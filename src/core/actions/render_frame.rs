//! Full-frame rendering: pixel grid → plane → escape speed → colour.
//!
//! A [`RenderRequest`] is a `Copy` snapshot of everything a frame depends on,
//! so the transform and parameter `c` cannot change while a frame is being
//! computed. The returned [`PixelBuffer`] is always complete.

use std::error::Error;
use std::fmt;
use std::time::Instant;

use log::debug;

use crate::core::actions::generate_fractal::generate_fractal::generate_fractal;
use crate::core::actions::generate_fractal::generate_fractal_rayon::generate_fractal_rayon;
use crate::core::actions::generate_pixel_buffer::generate_pixel_buffer::generate_pixel_buffer;
use crate::core::data::complex::Complex;
use crate::core::data::frame_size::{FrameSize, FrameSizeError};
use crate::core::data::pixel_buffer::{PixelBuffer, PixelBufferError};
use crate::core::data::transform::Transform;
use crate::core::fractals::julia::algorithm::JuliaAlgorithm;
use crate::core::fractals::julia::colour_mapping::factory::julia_colour_map_factory;
use crate::core::fractals::julia::colour_mapping::kinds::JuliaColourMapKinds;
use crate::core::fractals::julia::errors::JuliaError;
use crate::core::fractals::julia::params::JuliaParams;

/// How the per-pixel escape computation is scheduled. Both strategies
/// produce identical frames.
#[derive(Debug, Clone, Copy, PartialEq, Eq, Default)]
pub enum RenderStrategy {
    /// Single-threaded, row-major.
    #[default]
    Serial,
    /// Rows computed on rayon's thread pool.
    Rayon,
}

impl RenderStrategy {
    pub const ALL: &'static [Self] = &[Self::Serial, Self::Rayon];

    #[must_use]
    pub const fn display_name(self) -> &'static str {
        match self {
            Self::Serial => "Serial",
            Self::Rayon => "Rayon",
        }
    }
}

#[derive(Debug, Clone, PartialEq)]
pub enum RenderError {
    FrameSize(FrameSizeError),
    Julia(JuliaError),
    PixelBuffer(PixelBufferError),
}

impl fmt::Display for RenderError {
    fn fmt(&self, f: &mut fmt::Formatter<'_>) -> fmt::Result {
        match self {
            Self::FrameSize(err) => write!(f, "invalid frame size: {}", err),
            Self::Julia(err) => write!(f, "invalid julia parameters: {}", err),
            Self::PixelBuffer(err) => write!(f, "pixel buffer error: {}", err),
        }
    }
}

impl Error for RenderError {
    fn source(&self) -> Option<&(dyn Error + 'static)> {
        match self {
            Self::FrameSize(err) => Some(err),
            Self::Julia(err) => Some(err),
            Self::PixelBuffer(err) => Some(err),
        }
    }
}

impl From<FrameSizeError> for RenderError {
    fn from(err: FrameSizeError) -> Self {
        Self::FrameSize(err)
    }
}

impl From<JuliaError> for RenderError {
    fn from(err: JuliaError) -> Self {
        Self::Julia(err)
    }
}

impl From<PixelBufferError> for RenderError {
    fn from(err: PixelBufferError) -> Self {
        Self::PixelBuffer(err)
    }
}

/// Immutable description of one frame.
#[derive(Debug, Clone, Copy, PartialEq)]
pub struct RenderRequest {
    pub size: FrameSize,
    pub transform: Transform,
    pub params: JuliaParams,
    pub colour_map_kind: JuliaColourMapKinds,
    pub strategy: RenderStrategy,
}

pub fn render_frame(request: &RenderRequest) -> Result<PixelBuffer, RenderError> {
    let start = Instant::now();
    let algorithm = JuliaAlgorithm::new(request.size, request.transform, request.params);

    let speeds = match request.strategy {
        RenderStrategy::Serial => generate_fractal(&algorithm),
        RenderStrategy::Rayon => generate_fractal_rayon(&algorithm),
    };

    let colour_map = julia_colour_map_factory(request.colour_map_kind, request.params.max_iterations());
    let pixel_buffer = generate_pixel_buffer(speeds, &colour_map, request.size)?;

    debug!(
        "rendered {}x{} frame ({}, {} iterations max) in {:?}",
        request.size.width(),
        request.size.height(),
        request.strategy.display_name(),
        request.params.max_iterations(),
        start.elapsed()
    );

    Ok(pixel_buffer)
}

/// Renders a single-threaded frame with the default colour map.
///
/// Invalid dimensions, a radius not above one, or zero iterations fail before
/// any pixel is computed.
pub fn render(
    width: u32,
    height: u32,
    transform: Transform,
    c: Complex,
    radius: f64,
    max_iterations: u32,
) -> Result<PixelBuffer, RenderError> {
    let request = RenderRequest {
        size: FrameSize::new(width, height)?,
        transform,
        params: JuliaParams::new(c, radius, max_iterations)?,
        colour_map_kind: JuliaColourMapKinds::default(),
        strategy: RenderStrategy::Serial,
    };

    render_frame(&request)
}
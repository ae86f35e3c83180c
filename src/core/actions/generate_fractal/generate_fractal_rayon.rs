use rayon::prelude::*;

use crate::core::actions::generate_fractal::ports::fractal_algorithm::FractalAlgorithm;
use crate::core::data::point::Point;

/// Generates fractal data in parallel using rayon's work-stealing scheduler.
///
/// Rows are computed independently and concatenated in order, so the output
/// matches [`generate_fractal`](super::generate_fractal::generate_fractal)
/// element for element.
pub fn generate_fractal_rayon<Alg>(algorithm: &Alg) -> Vec<Alg::Success>
where
    Alg: FractalAlgorithm + Sync,
    Alg::Success: Send,
{
    let size = algorithm.size();
    let row_width = size.width() as usize;

    let rows: Vec<Vec<Alg::Success>> = (0..size.height())
        .into_par_iter()
        .map(|y| {
            let mut row = Vec::with_capacity(row_width);

            for x in 0..size.width() {
                row.push(algorithm.compute(Point { x, y }));
            }

            row
        })
        .collect();

    rows.into_iter().flatten().collect()
}

#[cfg(test)]
mod tests {
    use super::*;
    use crate::core::actions::generate_fractal::generate_fractal::generate_fractal;
    use crate::core::data::frame_size::FrameSize;

    #[derive(Debug)]
    struct StubAlgorithm {
        size: FrameSize,
    }

    impl FractalAlgorithm for StubAlgorithm {
        type Success = u64;

        fn compute(&self, pixel: Point) -> Self::Success {
            u64::from(pixel.x) * 1_000 + u64::from(pixel.y)
        }

        fn size(&self) -> FrameSize {
            self.size
        }
    }

    fn stub(width: u32, height: u32) -> StubAlgorithm {
        StubAlgorithm {
            size: FrameSize::new(width, height).unwrap(),
        }
    }

    #[test]
    fn test_rayon_generates_same_results_as_sequential() {
        let algorithm = stub(10, 8);

        assert_eq!(generate_fractal_rayon(&algorithm), generate_fractal(&algorithm));
    }

    #[test]
    fn test_rayon_with_single_pixel() {
        let algorithm = stub(1, 1);

        assert_eq!(generate_fractal_rayon(&algorithm), vec![0]);
    }

    #[test]
    fn test_rayon_with_large_rect() {
        let algorithm = stub(101, 99);
        let results = generate_fractal_rayon(&algorithm);

        assert_eq!(results.len(), 101 * 99);
        assert_eq!(results, generate_fractal(&algorithm));
    }
}
use crate::core::actions::generate_fractal::ports::fractal_algorithm::FractalAlgorithm;
use crate::core::data::point::Point;

/// Computes every pixel of the algorithm's frame on the calling thread, in
/// row-major order.
pub fn generate_fractal<Alg: FractalAlgorithm>(algorithm: &Alg) -> Vec<Alg::Success> {
    let size = algorithm.size();

    (0..size.height())
        .flat_map(|y| (0..size.width()).map(move |x| Point { x, y }))
        .map(|pixel| algorithm.compute(pixel))
        .collect()
}

#[cfg(test)]
mod tests {
    use super::*;
    use crate::core::data::frame_size::FrameSize;

    #[derive(Debug)]
    struct StubAlgorithm {
        size: FrameSize,
    }

    impl FractalAlgorithm for StubAlgorithm {
        type Success = (u32, u32);

        fn compute(&self, pixel: Point) -> Self::Success {
            (pixel.x, pixel.y)
        }

        fn size(&self) -> FrameSize {
            self.size
        }
    }

    #[test]
    fn test_visits_every_pixel_in_row_major_order() {
        let algorithm = StubAlgorithm {
            size: FrameSize::new(3, 2).unwrap(),
        };

        let results = generate_fractal(&algorithm);

        assert_eq!(
            results,
            vec![(0, 0), (1, 0), (2, 0), (0, 1), (1, 1), (2, 1)]
        );
    }

    #[test]
    fn test_single_pixel_frame() {
        let algorithm = StubAlgorithm {
            size: FrameSize::new(1, 1).unwrap(),
        };

        assert_eq!(generate_fractal(&algorithm), vec![(0, 0)]);
    }
}
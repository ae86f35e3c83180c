use crate::core::fractals::julia::colour_mapping::kinds::JuliaColourMapKinds;
use crate::core::fractals::julia::colour_mapping::map::JuliaColourMap;
use crate::core::fractals::julia::colour_mapping::maps::hsv_escape::JuliaHsvEscape;

#[must_use]
pub fn julia_colour_map_factory(
    kind: JuliaColourMapKinds,
    max_iterations: u32,
) -> Box<dyn JuliaColourMap> {
    match kind {
        JuliaColourMapKinds::HsvOverdrive => {
            Box::new(JuliaHsvEscape::new(max_iterations))
        }
        JuliaColourMapKinds::HsvClamped => {
            Box::new(JuliaHsvEscape::with_clamped_saturation(max_iterations))
        }
    }
}

#[cfg(test)]
mod tests {
    use super::*;
    use crate::core::actions::generate_pixel_buffer::ports::colour_map::ColourMap;

    #[test]
    fn all_array_has_default_first() {
        assert_eq!(
            JuliaColourMapKinds::ALL.first(),
            Some(&JuliaColourMapKinds::default())
        );
    }

    #[test]
    fn factory_round_trip_for_all_kinds() {
        for &kind in JuliaColourMapKinds::ALL {
            let map = julia_colour_map_factory(kind, 500);
            assert_eq!(map.kind(), kind);
        }
    }

    #[test]
    fn display_names_match_between_kind_and_concrete() {
        for &kind in JuliaColourMapKinds::ALL {
            let map = julia_colour_map_factory(kind, 500);
            assert_eq!(map.display_name(), kind.display_name());
        }
    }

    #[test]
    fn display_names_are_unique() {
        let names: Vec<&str> = JuliaColourMapKinds::ALL
            .iter()
            .map(|k| k.display_name())
            .collect();
        for (i, name) in names.iter().enumerate() {
            for (j, other) in names.iter().enumerate() {
                if i != j {
                    assert_ne!(name, other, "Duplicate display name: {}", name);
                }
            }
        }
    }

    #[test]
    fn boxed_map_delegates_to_concrete_map() {
        let map = julia_colour_map_factory(JuliaColourMapKinds::HsvOverdrive, 500);

        assert_eq!(map.map(500.0), JuliaHsvEscape::new(500).map(500.0));
    }
}
use crate::core::data::frame_size::FrameSize;
use crate::core::data::point::Point;

/// Per-pixel computation over a frame. Each pixel is independent of the others.
pub trait FractalAlgorithm {
    type Success;

    fn compute(&self, pixel: Point) -> Self::Success;

    fn size(&self) -> FrameSize;
}
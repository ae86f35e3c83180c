use std::fs::File;
use std::io::{BufWriter, Write};
use std::path::Path;

use crate::adapters::pixel_format::rgba_to_rgb;
use crate::controllers::ports::file_presenter::FilePresenterPort;
use crate::core::data::pixel_buffer::PixelBuffer;

/// Binary PPM (`P6`) writer. Alpha is dropped; frames are always opaque.
#[derive(Debug, Default)]
pub struct PpmFilePresenter {}

impl PpmFilePresenter {
    #[must_use]
    pub fn new() -> Self {
        Self {}
    }

    pub fn encode(&self, buffer: &PixelBuffer, writer: &mut impl Write) -> std::io::Result<()> {
        let size = buffer.size();

        // P6: binary RGB, then width, height and max channel value
        writeln!(writer, "P6")?;
        writeln!(writer, "{} {}", size.width(), size.height())?;
        writeln!(writer, "255")?;
        writer.write_all(&rgba_to_rgb(buffer.buffer()))?;

        Ok(())
    }
}

impl FilePresenterPort for PpmFilePresenter {
    fn present(&self, buffer: &PixelBuffer, filepath: impl AsRef<Path>) -> std::io::Result<()> {
        let mut writer = BufWriter::new(File::create(filepath)?);

        self.encode(buffer, &mut writer)?;
        writer.flush()
    }
}
use std::error::Error;
use std::fmt;

use crate::core::data::complex::Complex;

#[derive(Debug, Clone, PartialEq, Eq)]
pub enum ParameterError {
    InvalidPreset { input: String },
}

impl fmt::Display for ParameterError {
    fn fmt(&self, f: &mut fmt::Formatter<'_>) -> fmt::Result {
        match self {
            Self::InvalidPreset { input } => {
                write!(f, "expected two comma-separated numbers \"a,b\", got {:?}", input)
            }
        }
    }
}

impl Error for ParameterError {}

#[derive(Debug, Clone, Copy, PartialEq)]
pub struct JuliaPreset {
    pub name: &'static str,
    pub c: Complex,
}

pub const JULIA_PRESETS: &[JuliaPreset] = &[
    JuliaPreset { name: "Default", c: Complex::new(-0.4, 0.6) },
    JuliaPreset { name: "Dendrite", c: Complex::new(0.0, 1.0) },
    JuliaPreset { name: "Douady rabbit", c: Complex::new(-0.123, 0.745) },
    JuliaPreset { name: "San Marco", c: Complex::new(-0.75, 0.0) },
    JuliaPreset { name: "Siegel disk", c: Complex::new(-0.391, -0.587) },
    JuliaPreset { name: "Spirals", c: Complex::new(0.285, 0.01) },
    JuliaPreset { name: "Lightning", c: Complex::new(-0.8, 0.156) },
    JuliaPreset { name: "Dragon", c: Complex::new(-0.835, -0.2321) },
    JuliaPreset { name: "Galaxies", c: Complex::new(-0.7269, 0.1889) },
];

/// Parses `"a,b"` into `a + bi`. Surrounding whitespace is ignored.
pub fn parse_parameter(input: &str) -> Result<Complex, ParameterError> {
    let invalid = || ParameterError::InvalidPreset {
        input: input.to_string(),
    };

    let (real, imag) = input.split_once(',').ok_or_else(invalid)?;
    let real: f64 = real.trim().parse().map_err(|_| invalid())?;
    let imag: f64 = imag.trim().parse().map_err(|_| invalid())?;

    if !real.is_finite() || !imag.is_finite() {
        return Err(invalid());
    }

    Ok(Complex { real, imag })
}

#[cfg(test)]
mod tests {
    use super::*;

    #[test]
    fn parses_comma_separated_pair() {
        assert_eq!(parse_parameter("0.3,0.5"), Ok(Complex::new(0.3, 0.5)));
        assert_eq!(parse_parameter(" -0.8 , 0.156 "), Ok(Complex::new(-0.8, 0.156)));
        assert_eq!(parse_parameter("1e-1,-2"), Ok(Complex::new(0.1, -2.0)));
    }

    #[test]
    fn rejects_malformed_input() {
        for input in ["", "0.3", "0.3;0.5", "a,b", "0.3,0.5,0.7", "NaN,0", "inf,1"] {
            assert_eq!(
                parse_parameter(input),
                Err(ParameterError::InvalidPreset {
                    input: input.to_string()
                }),
                "input {:?}",
                input
            );
        }
    }

    #[test]
    fn presets_are_finite_and_uniquely_named() {
        for (i, preset) in JULIA_PRESETS.iter().enumerate() {
            assert!(preset.c.is_finite());

            for other in &JULIA_PRESETS[i + 1..] {
                assert_ne!(preset.name, other.name);
            }
        }
    }

    #[test]
    fn first_preset_is_the_default_parameter() {
        assert_eq!(JULIA_PRESETS[0].c, Complex::new(-0.4, 0.6));
    }
}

-- WHAT THIS TASK INVOLVES --
Filter the listing down to the lines holding the word "unwrap", and return those.

-- WRITTEN REPLY --
            size: FrameSize::new(width, height).unwrap(),
            size: FrameSize::new(3, 2).unwrap(),
            size: FrameSize::new(1, 1).unwrap(),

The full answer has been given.